> [Source data]:
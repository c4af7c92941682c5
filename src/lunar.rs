//! Moon-only quantities: latitude, first visibility, phase and brightness.
//!
//! These are simplified stand-ins for the full computation in chapters 15 to
//! 17. Latitude is a sine over a fixed cycle, visibility is elongation plus a
//! fraction of |latitude|, and phase is a four-way split of elongation.

use crate::angle::normalize_degrees;
use crate::config::NodeConstants;
use chrono::{DateTime, Utc};
use core::f64::consts::TAU;
use serde::{Deserialize, Serialize};
use std::fmt;

/// Four quarters of the synodic month, keyed by elongation.
#[derive(Clone, Copy, Debug, PartialEq, Eq, Hash, Serialize, Deserialize)]
pub enum MoonPhase {
    /// Elongation in `[0, 90)`
    WaxingCrescent,
    /// Elongation in `[90, 180)`
    WaxingGibbous,
    /// Elongation in `[180, 270)`
    WaningGibbous,
    /// Elongation in `[270, 360)`
    WaningCrescent,
}

impl MoonPhase {
    /// Classify an elongation already folded into `[0, 360)`.
    ///
    /// Anything that is not below 270 (including `NaN`) lands in the last
    /// bucket.
    pub fn from_elongation(elongation: f64) -> MoonPhase {
        if elongation < 90.0 {
            MoonPhase::WaxingCrescent
        } else if elongation < 180.0 {
            MoonPhase::WaxingGibbous
        } else if elongation < 270.0 {
            MoonPhase::WaningGibbous
        } else {
            MoonPhase::WaningCrescent
        }
    }

    pub fn name(self) -> &'static str {
        match self {
            MoonPhase::WaxingCrescent => "Waxing Crescent",
            MoonPhase::WaxingGibbous => "Waxing Gibbous",
            MoonPhase::WaningGibbous => "Waning Gibbous",
            MoonPhase::WaningCrescent => "Waning Crescent",
        }
    }
}

impl fmt::Display for MoonPhase {
    fn fmt(&self, f: &mut fmt::Formatter<'_>) -> fmt::Result {
        f.write_str(self.name())
    }
}

/// Ecliptic latitude proxy: `amplitude * sin(2π * (days mod cycle) / cycle)`.
pub fn latitude(days_from_base: i64, amplitude: f64, cycle_days: f64) -> f64 {
    let phase = (days_from_base as f64).rem_euclid(cycle_days) / cycle_days;
    amplitude * (TAU * phase).sin()
}

/// Elongation widened by a share of the Moon's distance from the ecliptic.
pub fn first_visibility_angle(elongation: f64, latitude: f64, latitude_weight: f64) -> f64 {
    elongation + latitude_weight * latitude.abs()
}

/// True within `window` degrees either side of conjunction.
pub fn is_near_new_moon(elongation: f64, window: f64) -> bool {
    elongation < window || elongation > 360.0 - window
}

/// Fraction of the disc lit: 0 at conjunction, 1 at opposition.
pub fn illumination_fraction(elongation: f64) -> f64 {
    (1.0 - elongation.to_radians().cos()) / 2.0
}

/// Map the lit fraction linearly onto `min..=max` percent.
///
/// The floor keeps a new moon drawn as a dark grey disc.
pub fn brightness(illumination_fraction: f64, min: f64, max: f64) -> f64 {
    min + illumination_fraction * (max - min)
}

/// Longitude of the ascending node (rosh) at `date`.
///
/// Uses fractional days since the node epoch and a constant retrograde rate.
/// Not part of the snapshot; kept for callers that draw the node line.
pub fn ascending_node_longitude(date: DateTime<Utc>, node: &NodeConstants) -> f64 {
    let epoch = node.epoch.and_hms_opt(0, 0, 0).unwrap_or_default().and_utc();
    let days = (date - epoch).num_milliseconds() as f64 / 86_400_000.0;
    normalize_degrees(days * node.regression_per_day)
}
//! # Astronomical Constants
//!
//! Every number the position engine uses lives in [`AstronomicalConstants`]:
//! the epoch, the mean motions of Sun and Moon, the apogee drift, the galgalim
//! dimensions and the maslul correction table. The defaults are Rambam's
//! values from Hilchot Kiddush HaChodesh chapters 11 to 17.
//!
//! The constants can be overridden from a TOML file (`rambam-sky.toml` by
//! default). Any section or field left out of the file keeps its Rambam
//! value. Once built, a constants value is never mutated; the engine borrows
//! it for every computation.

use crate::angle::Dms;
use crate::table::MaslulCorrectionTable;
use chrono::NaiveDate;
use serde::{Deserialize, Serialize};
use std::fs;
use std::io;
use std::path::Path;
use thiserror::Error;

/// Default configuration file name, looked up in the working directory.
pub const CONFIG_FILE: &str = "rambam-sky.toml";

/// Errors raised while loading, validating or saving constants.
#[derive(Error, Debug)]
pub enum ConfigError {
    /// Config file could not be read or written
    #[error("config IO: {0}")]
    Io(#[from] io::Error),

    /// File is not valid TOML or does not match the expected layout
    #[error("invalid config format: {0}")]
    Parse(#[from] toml::de::Error),

    /// Constants could not be rendered as TOML
    #[error("could not serialize config: {0}")]
    Serialize(#[from] toml::ser::Error),

    /// Values parsed but make no sense for the model
    #[error("invalid constant `{field}`: {reason}")]
    Invalid { field: &'static str, reason: String },
}

/// Complete parameter set for the Kiddush HaChodesh model.
#[derive(Clone, Debug, PartialEq, Deserialize, Serialize)]
#[serde(default)]
pub struct AstronomicalConstants {
    /// Reference date all day counts are measured from
    pub epoch: EpochConstants,
    /// Solar mean motion, apogee and galgalim
    pub sun: SunConstants,
    /// Lunar mean motion, maslul and galgalim
    pub moon: MoonConstants,
    /// First-visibility heuristic and disc brightness
    pub visibility: VisibilityConstants,
    /// Equation-of-center table shared by Sun and Moon
    pub corrections: MaslulCorrectionTable,
}

#[derive(Clone, Debug, PartialEq, Deserialize, Serialize)]
#[serde(default)]
pub struct EpochConstants {
    /// Base date, proleptic Gregorian, midnight UTC
    pub base_date: NaiveDate,
    /// Hebrew year of the base date
    pub base_year_hebrew: i32,
}

#[derive(Clone, Debug, PartialEq, Deserialize, Serialize)]
#[serde(default)]
pub struct SunConstants {
    /// 0° 59′ 8⅓″ per day (KH 12:1)
    pub mean_motion_per_day: Dms,
    /// Mean longitude at the epoch
    pub start_position: Dms,
    /// Apogee offset inside its starting constellation
    pub apogee_start: Dms,
    /// Constellation index holding the apogee at the epoch (Gemini = 2)
    pub apogee_constellation: u8,
    /// Apogee drift in arc-seconds per day
    pub apogee_motion_per_day_arcsec: f64,
    /// Offset of the eccentric center, as a fraction of the deferent radius
    pub eccentricity: f64,
    /// Direction of the eccentric center in degrees
    pub eccentric_angle: f64,
    /// Galgal katan
    pub epicycle: CircleConstants,
}

#[derive(Clone, Debug, PartialEq, Deserialize, Serialize)]
#[serde(default)]
pub struct MoonConstants {
    /// 13° 10′ 35⅓″ per day (KH 14:1)
    pub mean_motion_per_day: Dms,
    /// Mean longitude at the epoch
    pub start_position: Dms,
    /// 13° 3′ 53⅓″ per day (KH 14:3)
    pub maslul_mean_motion: Dms,
    /// Maslul at the epoch
    pub maslul_start: Dms,
    /// Peak of the sinusoidal latitude proxy, degrees
    pub latitude_amplitude: f64,
    /// Period of the latitude proxy, days
    pub latitude_cycle_days: f64,
    /// Four-circle geometry used for the diagram
    pub galgalim: MoonGalgalim,
    /// Ascending node (rosh) regression
    pub node: NodeConstants,
}

#[derive(Clone, Debug, PartialEq, Deserialize, Serialize)]
#[serde(default)]
pub struct MoonGalgalim {
    /// Galgal yotze merkaz
    pub eccentric: EccentricConstants,
    /// Galgal gadol
    pub deferent: CircleConstants,
    /// Galgal katan
    pub first_epicycle: CircleConstants,
    /// Galgal noteh
    pub second_epicycle: CircleConstants,
    /// Orbital inclination in degrees
    pub inclination: f64,
    /// Draconic month in days
    pub latitude_cycle: f64,
}

#[derive(Clone, Debug, PartialEq, Deserialize, Serialize)]
pub struct EccentricConstants {
    pub eccentricity: f64,
    /// Angle of the eccentric point in degrees
    pub angle: f64,
}

/// A circle riding on (or forming) a body's path.
#[derive(Clone, Debug, PartialEq, Deserialize, Serialize)]
pub struct CircleConstants {
    /// Radius relative to the body's deferent
    pub radius_ratio: f64,
    /// Days for one full turn
    pub revolution_period: f64,
    /// Phase at the epoch, degrees
    pub initial_angle: f64,
}

#[derive(Clone, Debug, PartialEq, Deserialize, Serialize)]
#[serde(default)]
pub struct NodeConstants {
    /// Date at which the node longitude is taken as zero
    pub epoch: NaiveDate,
    /// Daily motion in degrees, negative for retrograde
    pub regression_per_day: f64,
}

#[derive(Clone, Debug, PartialEq, Deserialize, Serialize)]
#[serde(default)]
pub struct VisibilityConstants {
    /// Weight of |latitude| in the first-visibility angle
    pub latitude_weight: f64,
    /// Minimum first-visibility angle for a crescent to be seen, degrees
    pub threshold: f64,
    /// Elongation window around conjunction flagged as near new moon, degrees
    pub near_new_moon_window: f64,
    /// Display brightness of an unlit disc, percent
    pub min_brightness: f64,
    /// Display brightness of a fully lit disc, percent
    pub max_brightness: f64,
}

fn date(year: i32, month: u32, day: u32) -> NaiveDate {
    NaiveDate::from_ymd_opt(year, month, day).unwrap_or_default()
}

impl Default for EpochConstants {
    fn default() -> Self {
        EpochConstants {
            base_date: date(1177, 4, 3),
            base_year_hebrew: 4938,
        }
    }
}

impl Default for SunConstants {
    fn default() -> Self {
        SunConstants {
            mean_motion_per_day: Dms::new(0.0, 59.0, 8.333),
            start_position: Dms::ZERO,
            apogee_start: Dms::new(26.0, 45.0, 8.0),
            apogee_constellation: 2,
            apogee_motion_per_day_arcsec: 1.5,
            eccentricity: 0.0167,
            eccentric_angle: 65.5,
            epicycle: CircleConstants {
                radius_ratio: 0.0833,
                revolution_period: 365.25,
                initial_angle: 180.0,
            },
        }
    }
}

impl Default for MoonConstants {
    fn default() -> Self {
        MoonConstants {
            mean_motion_per_day: Dms::new(13.0, 10.0, 35.133),
            start_position: Dms::ZERO,
            maslul_mean_motion: Dms::new(13.0, 3.0, 53.333),
            maslul_start: Dms::new(84.0, 28.0, 42.0),
            latitude_amplitude: 5.0,
            latitude_cycle_days: 27.32166,
            galgalim: MoonGalgalim::default(),
            node: NodeConstants::default(),
        }
    }
}

impl Default for MoonGalgalim {
    fn default() -> Self {
        MoonGalgalim {
            eccentric: EccentricConstants {
                eccentricity: 0.0549,
                angle: 83.3,
            },
            deferent: CircleConstants {
                radius_ratio: 1.0,
                revolution_period: 27.32166,
                initial_angle: 0.0,
            },
            first_epicycle: CircleConstants {
                radius_ratio: 0.0575,
                revolution_period: 13.6608,
                initial_angle: 0.0,
            },
            second_epicycle: CircleConstants {
                radius_ratio: 0.038,
                revolution_period: 27.32166 / 2.0,
                initial_angle: 0.0,
            },
            inclination: 5.145,
            latitude_cycle: 27.21222,
        }
    }
}

impl Default for NodeConstants {
    fn default() -> Self {
        NodeConstants {
            epoch: date(1998, 9, 21),
            regression_per_day: -0.0529538,
        }
    }
}

impl Default for VisibilityConstants {
    fn default() -> Self {
        VisibilityConstants {
            latitude_weight: 0.3,
            threshold: 12.0,
            near_new_moon_window: 10.0,
            min_brightness: 30.0,
            max_brightness: 100.0,
        }
    }
}

impl Default for AstronomicalConstants {
    fn default() -> Self {
        AstronomicalConstants {
            epoch: EpochConstants::default(),
            sun: SunConstants::default(),
            moon: MoonConstants::default(),
            visibility: VisibilityConstants::default(),
            corrections: MaslulCorrectionTable::rambam(),
        }
    }
}

fn require_positive(field: &'static str, value: f64) -> Result<(), ConfigError> {
    if value.is_finite() && value > 0.0 {
        Ok(())
    } else {
        Err(ConfigError::Invalid {
            field,
            reason: format!("must be a positive number, got {value}"),
        })
    }
}

fn require_finite(field: &'static str, value: f64) -> Result<(), ConfigError> {
    if value.is_finite() {
        Ok(())
    } else {
        Err(ConfigError::Invalid {
            field,
            reason: format!("must be finite, got {value}"),
        })
    }
}

impl AstronomicalConstants {
    /// Load constants from `rambam-sky.toml`.
    /// Falls back to Rambam's values if the file doesn't exist or is invalid.
    pub fn load() -> Self {
        Self::load_from_path(CONFIG_FILE)
    }

    /// Load constants from the given path.
    /// Falls back to Rambam's values if the file doesn't exist or is invalid.
    pub fn load_from_path<P: AsRef<Path>>(path: P) -> Self {
        let path = path.as_ref();
        match Self::try_load_from_path(path) {
            Ok(constants) => {
                log::info!("Loaded astronomical constants from {}", path.display());
                constants
            }
            Err(ConfigError::Io(e)) if e.kind() == io::ErrorKind::NotFound => {
                log::info!("No config file at {}, using Rambam's constants", path.display());
                Self::default()
            }
            Err(e) => {
                log::warn!("Ignoring {}: {}", path.display(), e);
                log::warn!("Using Rambam's constants");
                Self::default()
            }
        }
    }

    /// Load and validate constants, reporting any problem to the caller.
    pub fn try_load_from_path<P: AsRef<Path>>(path: P) -> Result<Self, ConfigError> {
        let contents = fs::read_to_string(path)?;
        Self::from_toml_str(&contents)
    }

    pub fn from_toml_str(contents: &str) -> Result<Self, ConfigError> {
        let constants: AstronomicalConstants = toml::from_str(contents)?;
        constants.validate()?;
        Ok(constants)
    }

    /// Save the constants to `rambam-sky.toml`.
    pub fn save(&self) -> Result<(), ConfigError> {
        self.save_to_path(CONFIG_FILE)
    }

    pub fn save_to_path<P: AsRef<Path>>(&self, path: P) -> Result<(), ConfigError> {
        let contents = toml::to_string_pretty(self)?;
        fs::write(&path, contents)?;
        log::info!("Constants saved to {}", path.as_ref().display());
        Ok(())
    }

    /// Check the values the engine divides by or indexes with.
    ///
    /// The correction table checks itself when it is deserialized.
    pub fn validate(&self) -> Result<(), ConfigError> {
        let sun = &self.sun;
        let moon = &self.moon;
        let galgalim = &moon.galgalim;

        if sun.apogee_constellation >= 12 {
            return Err(ConfigError::Invalid {
                field: "sun.apogee_constellation",
                reason: format!("must be 0..=11, got {}", sun.apogee_constellation),
            });
        }

        require_positive("sun.epicycle.revolution_period", sun.epicycle.revolution_period)?;
        require_positive("moon.latitude_cycle_days", moon.latitude_cycle_days)?;
        require_positive("moon.galgalim.deferent.revolution_period", galgalim.deferent.revolution_period)?;
        require_positive(
            "moon.galgalim.first_epicycle.revolution_period",
            galgalim.first_epicycle.revolution_period,
        )?;
        require_positive(
            "moon.galgalim.second_epicycle.revolution_period",
            galgalim.second_epicycle.revolution_period,
        )?;
        require_positive("moon.galgalim.latitude_cycle", galgalim.latitude_cycle)?;

        for (field, value) in [
            ("sun.mean_motion_per_day", sun.mean_motion_per_day.to_degrees()),
            ("sun.start_position", sun.start_position.to_degrees()),
            ("sun.apogee_start", sun.apogee_start.to_degrees()),
            ("sun.apogee_motion_per_day_arcsec", sun.apogee_motion_per_day_arcsec),
            ("moon.mean_motion_per_day", moon.mean_motion_per_day.to_degrees()),
            ("moon.start_position", moon.start_position.to_degrees()),
            ("moon.maslul_mean_motion", moon.maslul_mean_motion.to_degrees()),
            ("moon.maslul_start", moon.maslul_start.to_degrees()),
            ("moon.latitude_amplitude", moon.latitude_amplitude),
            ("moon.node.regression_per_day", moon.node.regression_per_day),
            ("visibility.latitude_weight", self.visibility.latitude_weight),
            ("visibility.threshold", self.visibility.threshold),
            ("visibility.near_new_moon_window", self.visibility.near_new_moon_window),
        ] {
            require_finite(field, value)?;
        }

        let vis = &self.visibility;
        if !(vis.min_brightness.is_finite()
            && vis.max_brightness.is_finite()
            && vis.min_brightness <= vis.max_brightness)
        {
            return Err(ConfigError::Invalid {
                field: "visibility.min_brightness",
                reason: format!(
                    "brightness range {}..{} is not ordered",
                    vis.min_brightness, vis.max_brightness
                ),
            });
        }

        Ok(())
    }

    /// Apogee longitude at the epoch in decimal degrees.
    pub fn sun_apogee_at_epoch(&self) -> f64 {
        self.sun.apogee_start.to_degrees() + f64::from(self.sun.apogee_constellation) * 30.0
    }

    /// Apogee drift in degrees per day.
    pub fn sun_apogee_motion_per_day(&self) -> f64 {
        self.sun.apogee_motion_per_day_arcsec / 3600.0
    }
}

> [About this exercise]: Look at the material above and copy, word for word, its lines from the first through the one containing "use crate::angle::normalize_degrees;".

> [Exercise result]:
repository c4af7c92941682c5
filename src/lunar.rs
//! Moon-only quantities: latitude, first visibility, phase and brightness.
//!
//! These are simplified stand-ins for the full computation in chapters 15 to
//! 17. Latitude is a sine over a fixed cycle, visibility is elongation plus a
//! fraction of |latitude|, and phase is a four-way split of elongation.

use crate::angle::normalize_degrees;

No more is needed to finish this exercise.